A decorator is a function that returns another function if pre-set of conditions applies. We can build a safety decorator such as @login_required decorator from the Flask-Login package.

from typing import Callable, Any

def get_admin_password():
    return "1234"

def make_secure(func: Callable[[Any], Any]) -> Callable[[Any], Any]:
    def secure_function():
        if user["access_level"] == "admin":
            return func()
        else:
            return f"No admin permissions for {user['username']}."

    return secure_function

# `get_admin_password` is now `secure_func` from below
get_admin_password = make_secure(get_admin_password)

user = {"username": "jose", "access_level": "guest"}
print(get_admin_password()) # No admin permissions for jose.

user = {"username": "bob", "access_level": "admin"}
print(get_admin_password()) # 1234

How to built decorators with params for classes

import functools

# create make_secure decorator for classes
def make_secure(func):
    @functools.wraps(func)
    def secure_function(*args, **kwargs):
        if user["access_level"] == "admin":
            return func(*args, **kwargs)
        else:
            return f"No admin permissions for {user['username']}."

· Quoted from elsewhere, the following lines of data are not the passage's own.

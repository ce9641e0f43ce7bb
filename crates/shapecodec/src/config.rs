// SPDX-License-Identifier: Apache-2.0 OR MIT
// Copyright (c) 2025-2026 naskel.com

//! Generator configuration.
//!
//! Supports both programmatic and file-based configuration:
//!
//! ```toml
//! [generator]
//! max_depth = 64
//! disabled_strategies = ["blittable"]
//!
//! [library.encode]
//! name = "write_to"
//!
//! [library.decode_self]
//! enabled = false
//! ```

use crate::chain::StrategyKind;
use serde::{Deserialize, Serialize};
use std::path::Path;
use thiserror::Error;

/// Configuration errors.
#[derive(Debug, Error)]
pub enum ConfigError {
    #[error("I/O error: {0}")]
    Io(#[from] std::io::Error),

    #[error("TOML parse error: {0}")]
    Toml(#[from] toml::de::Error),

    #[error("TOML serialize error: {0}")]
    TomlSer(#[from] toml::ser::Error),

    #[error("Invalid configuration: {0}")]
    Invalid(String),
}

#[derive(Debug, Clone, Default, PartialEq, Serialize, Deserialize)]
pub struct CodegenConfig {
    #[serde(default)]
    pub generator: GeneratorConfig,

    #[serde(default)]
    pub library: LibraryConfig,
}

#[derive(Debug, Clone, PartialEq, Serialize, Deserialize)]
pub struct GeneratorConfig {
    /// Maximum strategy nesting before a recursion-limit diagnostic.
    #[serde(default = "default_max_depth")]
    pub max_depth: usize,

    /// Maximum procedure call depth while decoding with a compiled codec.
    #[serde(default = "default_max_decode_depth")]
    pub max_decode_depth: usize,

    /// Strategies skipped by the chain.
    #[serde(default)]
    pub disabled_strategies: Vec<StrategyKind>,

    /// Concrete stream type custom methods may declare.
    #[serde(default = "default_stream_type")]
    pub stream_type: String,

    /// Capability a generic custom-method stream parameter must be bound by.
    #[serde(default = "default_stream_capability")]
    pub stream_capability: String,

    /// Generate decode-into procedures for object types.
    #[serde(default = "default_true")]
    pub emit_decode_into: bool,
}

fn default_max_depth() -> usize {
    64
}

fn default_max_decode_depth() -> usize {
    16_384
}

fn default_stream_type() -> String {
    "BufferWriter".to_string()
}

fn default_stream_capability() -> String {
    "StreamWriter".to_string()
}

fn default_true() -> bool {
    true
}

impl Default for GeneratorConfig {
    fn default() -> Self {
        Self {
            max_depth: default_max_depth(),
            max_decode_depth: default_max_decode_depth(),
            disabled_strategies: Vec::new(),
            stream_type: default_stream_type(),
            stream_capability: default_stream_capability(),
            emit_decode_into: true,
        }
    }
}

/// Name and toggle of one generated entry point.
#[derive(Debug, Clone, PartialEq, Eq, Serialize, Deserialize)]
pub struct MethodName {
    pub name: String,
    #[serde(default = "default_true")]
    pub enabled: bool,
}

impl MethodName {
    fn new(name: &str) -> Self {
        Self {
            name: name.to_string(),
            enabled: true,
        }
    }

    /// Name when enabled.
    pub fn get(&self) -> Option<&str> {
        self.enabled.then_some(self.name.as_str())
    }
}

/// Entry-point naming for generated source.
#[derive(Debug, Clone, PartialEq, Serialize, Deserialize)]
pub struct LibraryConfig {
    /// Static encode method.
    #[serde(default = "default_encode")]
    pub encode: MethodName,

    /// Static decode-new method.
    #[serde(default = "default_decode")]
    pub decode: MethodName,

    /// Static decode-into method.
    #[serde(default = "default_decode_into")]
    pub decode_into: MethodName,

    /// Instance decode-into-self method.
    #[serde(default = "default_decode_self")]
    pub decode_self: MethodName,
}

fn default_encode() -> MethodName {
    MethodName::new("serialize")
}

fn default_decode() -> MethodName {
    MethodName::new("deserialize")
}

fn default_decode_into() -> MethodName {
    MethodName::new("deserialize_into")
}

fn default_decode_self() -> MethodName {
    MethodName::new("read_from")
}

impl Default for LibraryConfig {
    fn default() -> Self {
        Self {
            encode: default_encode(),
            decode: default_decode(),
            decode_into: default_decode_into(),
            decode_self: default_decode_self(),
        }
    }
}

impl CodegenConfig {
    /// Load configuration from a TOML file.
    pub fn from_file<P: AsRef<Path>>(path: P) -> Result<Self, ConfigError> {
        let content = std::fs::read_to_string(path)?;
        Self::from_toml_str(&content)
    }

    pub fn from_toml_str(content: &str) -> Result<Self, ConfigError> {
        let config: Self = toml::from_str(content)?;
        config.validate()?;
        Ok(config)
    }

    pub fn to_toml_string(&self) -> Result<String, ConfigError> {
        Ok(toml::to_string_pretty(self)?)
    }

    /// Validate the configuration.
    pub fn validate(&self) -> Result<(), ConfigError> {
        let generator = &self.generator;
        if generator.max_depth == 0 {
            return Err(ConfigError::Invalid("max_depth must be at least 1".into()));
        }
        if generator.max_decode_depth == 0 {
            return Err(ConfigError::Invalid(
                "max_decode_depth must be at least 1".into(),
            ));
        }
        if generator
            .disabled_strategies
            .contains(&StrategyKind::MemberByMember)
        {
            return Err(ConfigError::Invalid(
                "member_by_member is the terminal strategy and cannot be disabled".into(),
            ));
        }

        let methods = [
            ("encode", &self.library.encode),
            ("decode", &self.library.decode),
            ("decode_into", &self.library.decode_into),
            ("decode_self", &self.library.decode_self),
        ];
        let mut seen: Vec<&str> = Vec::new();
        for (slot, method) in methods {
            let Some(name) = method.get() else { continue };
            if !is_identifier(name) {
                return Err(ConfigError::Invalid(format!(
                    "{} method name '{}' is not a valid identifier",
                    slot, name
                )));
            }
            if seen.contains(&name) {
                return Err(ConfigError::Invalid(format!(
                    "method name '{}' is used twice",
                    name
                )));
            }
            seen.push(name);
        }

        Ok(())
    }

    pub fn is_enabled(&self, kind: StrategyKind) -> bool {
        !self.generator.disabled_strategies.contains(&kind)
    }

    /// Set the strategy nesting limit.
    pub fn max_depth(mut self, depth: usize) -> Self {
        self.generator.max_depth = depth;
        self
    }

    /// Set the compiled decoder call depth limit.
    pub fn max_decode_depth(mut self, depth: usize) -> Self {
        self.generator.max_decode_depth = depth;
        self
    }

    /// Skip a strategy.
    pub fn disable(mut self, kind: StrategyKind) -> Self {
        if !self.generator.disabled_strategies.contains(&kind) {
            self.generator.disabled_strategies.push(kind);
        }
        self
    }

    /// Set the stream type and capability custom methods are matched against.
    pub fn stream(mut self, stream_type: impl Into<String>, capability: impl Into<String>) -> Self {
        self.generator.stream_type = stream_type.into();
        self.generator.stream_capability = capability.into();
        self
    }

    /// Toggle decode-into procedures.
    pub fn decode_into(mut self, enabled: bool) -> Self {
        self.generator.emit_decode_into = enabled;
        self
    }

    /// Rename or disable the generated entry points (`None` disables).
    pub fn methods(
        mut self,
        encode: Option<&str>,
        decode: Option<&str>,
        decode_into: Option<&str>,
        decode_self: Option<&str>,
    ) -> Self {
        let slots = [
            (&mut self.library.encode, encode),
            (&mut self.library.decode, decode),
            (&mut self.library.decode_into, decode_into),
            (&mut self.library.decode_self, decode_self),
        ];
        for (slot, name) in slots {
            match name {
                Some(name) => {
                    slot.name = name.to_string();
                    slot.enabled = true;
                }
                None => slot.enabled = false,
            }
        }
        self
    }
}

fn is_identifier(name: &str) -> bool {
    let mut chars = name.chars();
    match chars.next() {
        Some(c) if c == '_' || c.is_ascii_alphabetic() => {
            chars.all(|c| c == '_' || c.is_ascii_alphanumeric())
        }
        _ => false,
    }
}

    return secure_function


@make_secure
def get_password(role: str):
    if role == "admin":
        return "1234"
    elif role == "billing":
        return "super_secure_password"


user = {"username": "jose", "access_level": "guest"}
print(get_password("admin"))    # No admin permissions for jose.
print(get_password("billing"))  # No admin permissions for jose.

user = {"username": "bob", "access_level": "admin"}
print(get_password("admin"))   # 1234
print(get_password("billing")) # super_secure_password.